## Exercise objective
Where does the word "struct" occur in the data below? Copy each line that holds it.

Stored items from a collection:
╔══

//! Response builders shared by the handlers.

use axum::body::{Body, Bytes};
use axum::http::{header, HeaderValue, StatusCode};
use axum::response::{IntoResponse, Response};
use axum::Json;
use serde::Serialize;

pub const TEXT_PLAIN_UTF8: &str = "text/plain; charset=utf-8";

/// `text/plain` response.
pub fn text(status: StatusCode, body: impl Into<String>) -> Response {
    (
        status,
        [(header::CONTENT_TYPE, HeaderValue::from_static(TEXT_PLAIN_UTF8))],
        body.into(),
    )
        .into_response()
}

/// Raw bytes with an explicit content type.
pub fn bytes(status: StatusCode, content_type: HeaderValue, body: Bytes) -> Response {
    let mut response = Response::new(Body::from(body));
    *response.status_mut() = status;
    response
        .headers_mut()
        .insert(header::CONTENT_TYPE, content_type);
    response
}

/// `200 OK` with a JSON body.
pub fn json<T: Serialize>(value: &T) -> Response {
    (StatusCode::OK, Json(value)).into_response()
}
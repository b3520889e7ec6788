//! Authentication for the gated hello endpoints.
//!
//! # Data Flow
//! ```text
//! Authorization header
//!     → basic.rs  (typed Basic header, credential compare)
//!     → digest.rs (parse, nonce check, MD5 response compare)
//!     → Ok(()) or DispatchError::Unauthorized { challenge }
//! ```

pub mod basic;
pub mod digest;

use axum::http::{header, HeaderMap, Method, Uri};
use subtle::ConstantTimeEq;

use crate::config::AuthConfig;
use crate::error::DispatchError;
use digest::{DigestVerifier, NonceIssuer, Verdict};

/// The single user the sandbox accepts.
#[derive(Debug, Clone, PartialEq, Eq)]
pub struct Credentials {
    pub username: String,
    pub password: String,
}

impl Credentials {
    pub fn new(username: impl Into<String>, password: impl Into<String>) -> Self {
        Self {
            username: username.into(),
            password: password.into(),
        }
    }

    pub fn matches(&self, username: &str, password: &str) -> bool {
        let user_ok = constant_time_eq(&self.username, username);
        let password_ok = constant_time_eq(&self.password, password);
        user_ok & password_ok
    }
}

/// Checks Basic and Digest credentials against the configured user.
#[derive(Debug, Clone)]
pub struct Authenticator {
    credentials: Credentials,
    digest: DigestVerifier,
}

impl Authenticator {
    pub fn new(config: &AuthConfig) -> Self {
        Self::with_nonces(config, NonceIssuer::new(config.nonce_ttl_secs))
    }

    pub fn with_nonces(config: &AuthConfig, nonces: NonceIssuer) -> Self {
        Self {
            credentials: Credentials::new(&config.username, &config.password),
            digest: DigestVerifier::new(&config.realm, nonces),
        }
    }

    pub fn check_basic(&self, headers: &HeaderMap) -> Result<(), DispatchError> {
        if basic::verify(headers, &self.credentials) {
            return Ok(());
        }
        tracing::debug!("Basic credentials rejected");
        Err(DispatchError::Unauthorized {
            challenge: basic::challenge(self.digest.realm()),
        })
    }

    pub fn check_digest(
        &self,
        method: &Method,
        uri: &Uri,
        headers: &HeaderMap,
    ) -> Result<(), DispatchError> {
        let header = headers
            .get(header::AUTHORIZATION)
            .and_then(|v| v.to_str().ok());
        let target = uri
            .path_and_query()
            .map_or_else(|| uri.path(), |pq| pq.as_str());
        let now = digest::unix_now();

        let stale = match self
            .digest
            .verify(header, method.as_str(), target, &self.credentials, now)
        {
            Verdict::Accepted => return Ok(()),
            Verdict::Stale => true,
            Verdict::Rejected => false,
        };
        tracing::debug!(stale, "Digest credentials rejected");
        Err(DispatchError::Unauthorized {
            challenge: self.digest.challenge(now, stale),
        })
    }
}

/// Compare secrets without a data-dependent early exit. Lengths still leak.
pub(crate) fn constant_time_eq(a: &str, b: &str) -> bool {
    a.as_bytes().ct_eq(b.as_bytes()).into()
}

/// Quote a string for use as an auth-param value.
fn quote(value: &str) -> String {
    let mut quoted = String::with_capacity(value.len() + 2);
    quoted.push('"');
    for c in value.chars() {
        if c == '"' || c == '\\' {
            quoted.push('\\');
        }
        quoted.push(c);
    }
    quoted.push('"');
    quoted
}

╚══
╔══

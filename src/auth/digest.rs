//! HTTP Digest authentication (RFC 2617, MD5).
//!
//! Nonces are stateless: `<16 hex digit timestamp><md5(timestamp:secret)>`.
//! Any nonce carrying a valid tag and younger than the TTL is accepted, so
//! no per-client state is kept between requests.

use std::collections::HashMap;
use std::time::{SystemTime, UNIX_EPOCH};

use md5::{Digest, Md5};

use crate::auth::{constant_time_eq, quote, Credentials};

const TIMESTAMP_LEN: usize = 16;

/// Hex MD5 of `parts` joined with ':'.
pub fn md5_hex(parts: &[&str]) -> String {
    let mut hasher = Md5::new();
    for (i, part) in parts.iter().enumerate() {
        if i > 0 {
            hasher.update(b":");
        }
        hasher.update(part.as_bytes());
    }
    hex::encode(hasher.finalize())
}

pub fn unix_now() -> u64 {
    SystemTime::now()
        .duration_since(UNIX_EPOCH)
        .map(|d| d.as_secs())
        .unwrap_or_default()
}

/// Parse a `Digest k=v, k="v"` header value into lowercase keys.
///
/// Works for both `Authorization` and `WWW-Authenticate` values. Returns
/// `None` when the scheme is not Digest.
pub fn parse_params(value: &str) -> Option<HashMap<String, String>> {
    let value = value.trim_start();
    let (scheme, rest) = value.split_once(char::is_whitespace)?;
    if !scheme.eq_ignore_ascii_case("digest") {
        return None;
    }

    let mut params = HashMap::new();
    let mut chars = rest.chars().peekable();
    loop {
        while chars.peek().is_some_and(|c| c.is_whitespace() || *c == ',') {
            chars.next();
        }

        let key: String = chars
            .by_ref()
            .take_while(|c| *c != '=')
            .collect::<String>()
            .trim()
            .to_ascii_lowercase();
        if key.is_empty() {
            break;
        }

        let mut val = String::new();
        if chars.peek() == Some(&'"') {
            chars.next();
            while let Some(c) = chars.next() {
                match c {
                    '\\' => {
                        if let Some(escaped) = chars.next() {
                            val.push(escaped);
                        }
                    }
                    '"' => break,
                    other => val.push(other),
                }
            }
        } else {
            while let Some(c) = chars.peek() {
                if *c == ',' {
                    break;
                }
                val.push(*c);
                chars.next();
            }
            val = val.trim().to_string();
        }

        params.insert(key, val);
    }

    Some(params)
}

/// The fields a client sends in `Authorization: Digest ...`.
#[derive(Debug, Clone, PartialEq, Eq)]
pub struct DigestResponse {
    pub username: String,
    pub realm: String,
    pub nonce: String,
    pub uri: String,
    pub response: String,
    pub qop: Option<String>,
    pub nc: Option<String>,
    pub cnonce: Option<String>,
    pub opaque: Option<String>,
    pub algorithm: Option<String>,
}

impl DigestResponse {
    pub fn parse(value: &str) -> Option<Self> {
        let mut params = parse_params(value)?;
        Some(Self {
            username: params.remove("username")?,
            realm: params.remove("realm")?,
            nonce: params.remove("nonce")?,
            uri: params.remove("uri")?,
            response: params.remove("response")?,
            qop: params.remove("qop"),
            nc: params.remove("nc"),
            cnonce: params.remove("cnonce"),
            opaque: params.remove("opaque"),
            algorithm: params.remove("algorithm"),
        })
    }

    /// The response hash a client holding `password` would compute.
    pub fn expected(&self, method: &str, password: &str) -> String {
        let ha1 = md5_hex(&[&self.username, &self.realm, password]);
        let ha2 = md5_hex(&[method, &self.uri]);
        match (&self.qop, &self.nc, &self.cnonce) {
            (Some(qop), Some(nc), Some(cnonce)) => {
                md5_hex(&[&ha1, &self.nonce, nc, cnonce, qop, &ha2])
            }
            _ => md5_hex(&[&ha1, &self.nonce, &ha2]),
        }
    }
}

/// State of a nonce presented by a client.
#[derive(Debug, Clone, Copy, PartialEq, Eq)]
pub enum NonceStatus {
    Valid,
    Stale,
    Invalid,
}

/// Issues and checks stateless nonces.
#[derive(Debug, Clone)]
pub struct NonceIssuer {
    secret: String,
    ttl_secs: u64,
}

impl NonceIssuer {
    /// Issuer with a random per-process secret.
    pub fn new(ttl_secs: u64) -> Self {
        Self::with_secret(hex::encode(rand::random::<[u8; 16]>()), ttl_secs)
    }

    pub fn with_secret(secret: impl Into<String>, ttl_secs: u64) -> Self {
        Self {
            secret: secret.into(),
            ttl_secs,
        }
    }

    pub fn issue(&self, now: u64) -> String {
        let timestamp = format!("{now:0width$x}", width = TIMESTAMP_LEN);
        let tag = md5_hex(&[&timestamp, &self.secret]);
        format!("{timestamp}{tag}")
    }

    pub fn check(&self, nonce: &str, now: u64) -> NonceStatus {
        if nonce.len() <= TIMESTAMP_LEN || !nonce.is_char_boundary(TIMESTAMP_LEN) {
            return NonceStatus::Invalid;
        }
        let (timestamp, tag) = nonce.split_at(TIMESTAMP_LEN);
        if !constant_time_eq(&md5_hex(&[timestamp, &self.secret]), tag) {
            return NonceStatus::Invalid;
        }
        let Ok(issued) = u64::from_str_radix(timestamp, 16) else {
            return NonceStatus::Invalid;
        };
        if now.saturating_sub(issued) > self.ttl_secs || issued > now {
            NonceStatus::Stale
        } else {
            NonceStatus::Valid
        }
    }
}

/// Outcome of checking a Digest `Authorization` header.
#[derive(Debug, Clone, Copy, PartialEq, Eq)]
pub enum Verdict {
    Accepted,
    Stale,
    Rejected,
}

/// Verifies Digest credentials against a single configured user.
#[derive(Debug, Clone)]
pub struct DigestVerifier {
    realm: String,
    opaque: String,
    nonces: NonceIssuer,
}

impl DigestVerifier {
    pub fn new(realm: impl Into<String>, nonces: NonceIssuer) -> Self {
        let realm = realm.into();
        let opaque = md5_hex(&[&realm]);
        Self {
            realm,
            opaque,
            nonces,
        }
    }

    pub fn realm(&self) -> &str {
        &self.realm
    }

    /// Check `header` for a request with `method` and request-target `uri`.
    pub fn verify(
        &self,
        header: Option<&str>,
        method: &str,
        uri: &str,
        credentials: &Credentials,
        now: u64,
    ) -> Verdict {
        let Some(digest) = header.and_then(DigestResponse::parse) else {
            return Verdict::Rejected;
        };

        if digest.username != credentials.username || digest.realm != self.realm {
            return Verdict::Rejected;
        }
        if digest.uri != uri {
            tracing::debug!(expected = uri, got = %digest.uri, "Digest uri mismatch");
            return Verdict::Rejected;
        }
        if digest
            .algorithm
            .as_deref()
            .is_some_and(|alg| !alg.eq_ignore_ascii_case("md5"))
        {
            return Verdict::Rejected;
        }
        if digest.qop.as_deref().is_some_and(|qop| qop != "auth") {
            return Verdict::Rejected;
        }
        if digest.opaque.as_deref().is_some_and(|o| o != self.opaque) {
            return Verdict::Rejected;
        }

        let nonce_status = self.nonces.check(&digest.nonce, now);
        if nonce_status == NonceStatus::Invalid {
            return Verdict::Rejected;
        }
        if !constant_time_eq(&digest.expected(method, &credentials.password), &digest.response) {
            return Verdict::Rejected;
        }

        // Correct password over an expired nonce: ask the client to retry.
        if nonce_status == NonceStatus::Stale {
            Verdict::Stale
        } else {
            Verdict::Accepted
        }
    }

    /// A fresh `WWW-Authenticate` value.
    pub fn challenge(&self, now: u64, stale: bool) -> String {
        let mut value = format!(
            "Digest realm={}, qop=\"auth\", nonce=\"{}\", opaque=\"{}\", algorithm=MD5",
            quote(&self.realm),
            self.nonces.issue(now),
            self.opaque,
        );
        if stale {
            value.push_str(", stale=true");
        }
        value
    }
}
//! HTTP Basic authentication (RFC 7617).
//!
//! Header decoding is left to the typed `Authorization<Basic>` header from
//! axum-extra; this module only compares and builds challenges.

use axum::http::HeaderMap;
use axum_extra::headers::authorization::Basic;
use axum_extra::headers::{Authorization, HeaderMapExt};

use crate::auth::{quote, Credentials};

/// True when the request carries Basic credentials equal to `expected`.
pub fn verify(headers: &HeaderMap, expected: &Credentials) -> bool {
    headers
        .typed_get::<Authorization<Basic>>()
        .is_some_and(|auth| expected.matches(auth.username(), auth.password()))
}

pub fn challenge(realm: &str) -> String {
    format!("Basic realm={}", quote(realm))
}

╚══
╔══

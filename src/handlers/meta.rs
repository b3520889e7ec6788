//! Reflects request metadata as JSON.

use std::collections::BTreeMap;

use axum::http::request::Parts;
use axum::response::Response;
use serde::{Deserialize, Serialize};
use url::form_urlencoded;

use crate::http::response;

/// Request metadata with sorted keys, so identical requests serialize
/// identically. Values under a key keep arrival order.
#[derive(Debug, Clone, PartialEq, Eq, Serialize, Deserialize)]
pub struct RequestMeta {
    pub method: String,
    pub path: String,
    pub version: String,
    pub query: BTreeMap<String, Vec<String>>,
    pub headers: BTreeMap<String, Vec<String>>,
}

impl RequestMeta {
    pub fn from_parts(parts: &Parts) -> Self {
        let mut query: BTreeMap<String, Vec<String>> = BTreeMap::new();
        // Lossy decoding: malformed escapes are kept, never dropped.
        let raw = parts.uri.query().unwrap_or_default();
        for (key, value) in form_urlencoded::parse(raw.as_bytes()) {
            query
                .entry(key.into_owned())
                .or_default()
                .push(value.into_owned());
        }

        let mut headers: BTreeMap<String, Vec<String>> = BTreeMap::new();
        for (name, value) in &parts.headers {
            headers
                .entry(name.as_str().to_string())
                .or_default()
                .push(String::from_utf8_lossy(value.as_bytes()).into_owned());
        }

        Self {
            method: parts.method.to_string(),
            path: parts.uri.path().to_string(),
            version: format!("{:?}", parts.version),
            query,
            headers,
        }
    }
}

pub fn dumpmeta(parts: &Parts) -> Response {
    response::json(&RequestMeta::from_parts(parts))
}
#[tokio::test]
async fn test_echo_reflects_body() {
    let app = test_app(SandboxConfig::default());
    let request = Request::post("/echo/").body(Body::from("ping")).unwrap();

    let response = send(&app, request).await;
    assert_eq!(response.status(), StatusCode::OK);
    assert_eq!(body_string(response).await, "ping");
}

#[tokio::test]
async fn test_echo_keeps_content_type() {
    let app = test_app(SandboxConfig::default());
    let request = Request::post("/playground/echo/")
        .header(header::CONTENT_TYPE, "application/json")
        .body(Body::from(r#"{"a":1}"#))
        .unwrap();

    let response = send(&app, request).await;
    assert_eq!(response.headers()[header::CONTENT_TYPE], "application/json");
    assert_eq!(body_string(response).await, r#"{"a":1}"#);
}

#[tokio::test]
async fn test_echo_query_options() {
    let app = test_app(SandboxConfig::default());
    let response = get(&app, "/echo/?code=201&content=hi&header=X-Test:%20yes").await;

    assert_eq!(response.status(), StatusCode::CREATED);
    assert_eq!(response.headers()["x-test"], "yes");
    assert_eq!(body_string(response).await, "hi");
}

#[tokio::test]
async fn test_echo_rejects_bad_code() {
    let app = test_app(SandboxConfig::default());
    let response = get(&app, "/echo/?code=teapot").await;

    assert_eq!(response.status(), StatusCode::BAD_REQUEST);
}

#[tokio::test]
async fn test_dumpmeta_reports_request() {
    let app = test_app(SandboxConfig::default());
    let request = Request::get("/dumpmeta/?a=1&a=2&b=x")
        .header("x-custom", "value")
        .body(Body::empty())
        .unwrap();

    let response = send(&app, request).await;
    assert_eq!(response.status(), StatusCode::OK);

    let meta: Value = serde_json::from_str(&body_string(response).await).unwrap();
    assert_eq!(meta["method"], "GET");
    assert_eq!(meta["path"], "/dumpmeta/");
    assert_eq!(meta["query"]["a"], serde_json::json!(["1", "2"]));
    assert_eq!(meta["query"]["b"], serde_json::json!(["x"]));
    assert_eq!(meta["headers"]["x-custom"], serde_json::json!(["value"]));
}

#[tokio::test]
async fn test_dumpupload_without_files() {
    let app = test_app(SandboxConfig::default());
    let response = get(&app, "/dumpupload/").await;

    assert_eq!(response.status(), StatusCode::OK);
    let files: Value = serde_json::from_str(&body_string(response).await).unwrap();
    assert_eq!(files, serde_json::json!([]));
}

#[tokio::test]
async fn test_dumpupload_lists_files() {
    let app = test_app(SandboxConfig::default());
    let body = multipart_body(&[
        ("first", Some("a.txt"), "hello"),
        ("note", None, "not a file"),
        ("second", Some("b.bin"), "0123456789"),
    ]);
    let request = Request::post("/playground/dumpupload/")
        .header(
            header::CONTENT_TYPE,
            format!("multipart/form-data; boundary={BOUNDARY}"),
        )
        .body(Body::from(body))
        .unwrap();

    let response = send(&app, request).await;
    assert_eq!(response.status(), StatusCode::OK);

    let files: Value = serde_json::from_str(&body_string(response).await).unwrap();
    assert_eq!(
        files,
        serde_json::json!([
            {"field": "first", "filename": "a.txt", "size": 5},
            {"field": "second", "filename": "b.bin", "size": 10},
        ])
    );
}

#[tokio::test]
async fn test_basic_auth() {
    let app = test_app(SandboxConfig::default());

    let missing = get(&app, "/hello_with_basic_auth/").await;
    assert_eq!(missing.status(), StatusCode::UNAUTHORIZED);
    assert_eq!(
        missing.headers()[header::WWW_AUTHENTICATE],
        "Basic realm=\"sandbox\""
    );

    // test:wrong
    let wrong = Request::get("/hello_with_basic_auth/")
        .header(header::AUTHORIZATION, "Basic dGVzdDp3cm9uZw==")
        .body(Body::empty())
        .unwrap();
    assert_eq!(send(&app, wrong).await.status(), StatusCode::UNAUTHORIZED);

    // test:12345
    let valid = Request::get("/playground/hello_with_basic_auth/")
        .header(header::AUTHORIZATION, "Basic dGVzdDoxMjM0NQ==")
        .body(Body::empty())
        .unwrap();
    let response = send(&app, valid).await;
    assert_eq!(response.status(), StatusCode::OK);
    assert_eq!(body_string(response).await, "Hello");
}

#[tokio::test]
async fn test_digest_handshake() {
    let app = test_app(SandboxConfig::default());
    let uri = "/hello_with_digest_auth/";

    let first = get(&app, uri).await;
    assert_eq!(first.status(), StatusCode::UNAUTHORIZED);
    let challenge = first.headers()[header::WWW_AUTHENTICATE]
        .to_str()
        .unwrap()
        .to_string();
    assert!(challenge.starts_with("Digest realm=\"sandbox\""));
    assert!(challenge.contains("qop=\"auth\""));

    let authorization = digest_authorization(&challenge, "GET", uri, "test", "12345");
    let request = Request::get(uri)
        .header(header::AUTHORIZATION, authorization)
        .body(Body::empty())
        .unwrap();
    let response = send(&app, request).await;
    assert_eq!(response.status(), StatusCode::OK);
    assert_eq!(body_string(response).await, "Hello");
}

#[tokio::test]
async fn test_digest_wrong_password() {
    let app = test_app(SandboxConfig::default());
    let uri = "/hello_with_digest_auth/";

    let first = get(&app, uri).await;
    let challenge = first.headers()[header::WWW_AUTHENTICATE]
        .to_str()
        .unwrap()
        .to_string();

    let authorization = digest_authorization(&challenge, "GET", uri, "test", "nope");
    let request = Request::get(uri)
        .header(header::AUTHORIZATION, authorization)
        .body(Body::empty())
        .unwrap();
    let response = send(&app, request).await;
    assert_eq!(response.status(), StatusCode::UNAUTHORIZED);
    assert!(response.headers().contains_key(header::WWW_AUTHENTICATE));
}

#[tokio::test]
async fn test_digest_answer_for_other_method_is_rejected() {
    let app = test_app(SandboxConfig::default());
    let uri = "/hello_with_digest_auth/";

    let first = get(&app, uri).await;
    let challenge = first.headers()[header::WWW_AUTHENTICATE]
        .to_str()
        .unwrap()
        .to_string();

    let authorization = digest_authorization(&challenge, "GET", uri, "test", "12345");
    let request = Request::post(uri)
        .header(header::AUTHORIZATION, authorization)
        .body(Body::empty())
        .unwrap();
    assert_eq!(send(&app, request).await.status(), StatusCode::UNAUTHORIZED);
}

╚══

## Reply to the exercise
pub struct Credentials {
pub struct Authenticator {
pub struct DigestResponse {
pub struct NonceIssuer {
pub struct DigestVerifier {
pub struct RequestMeta {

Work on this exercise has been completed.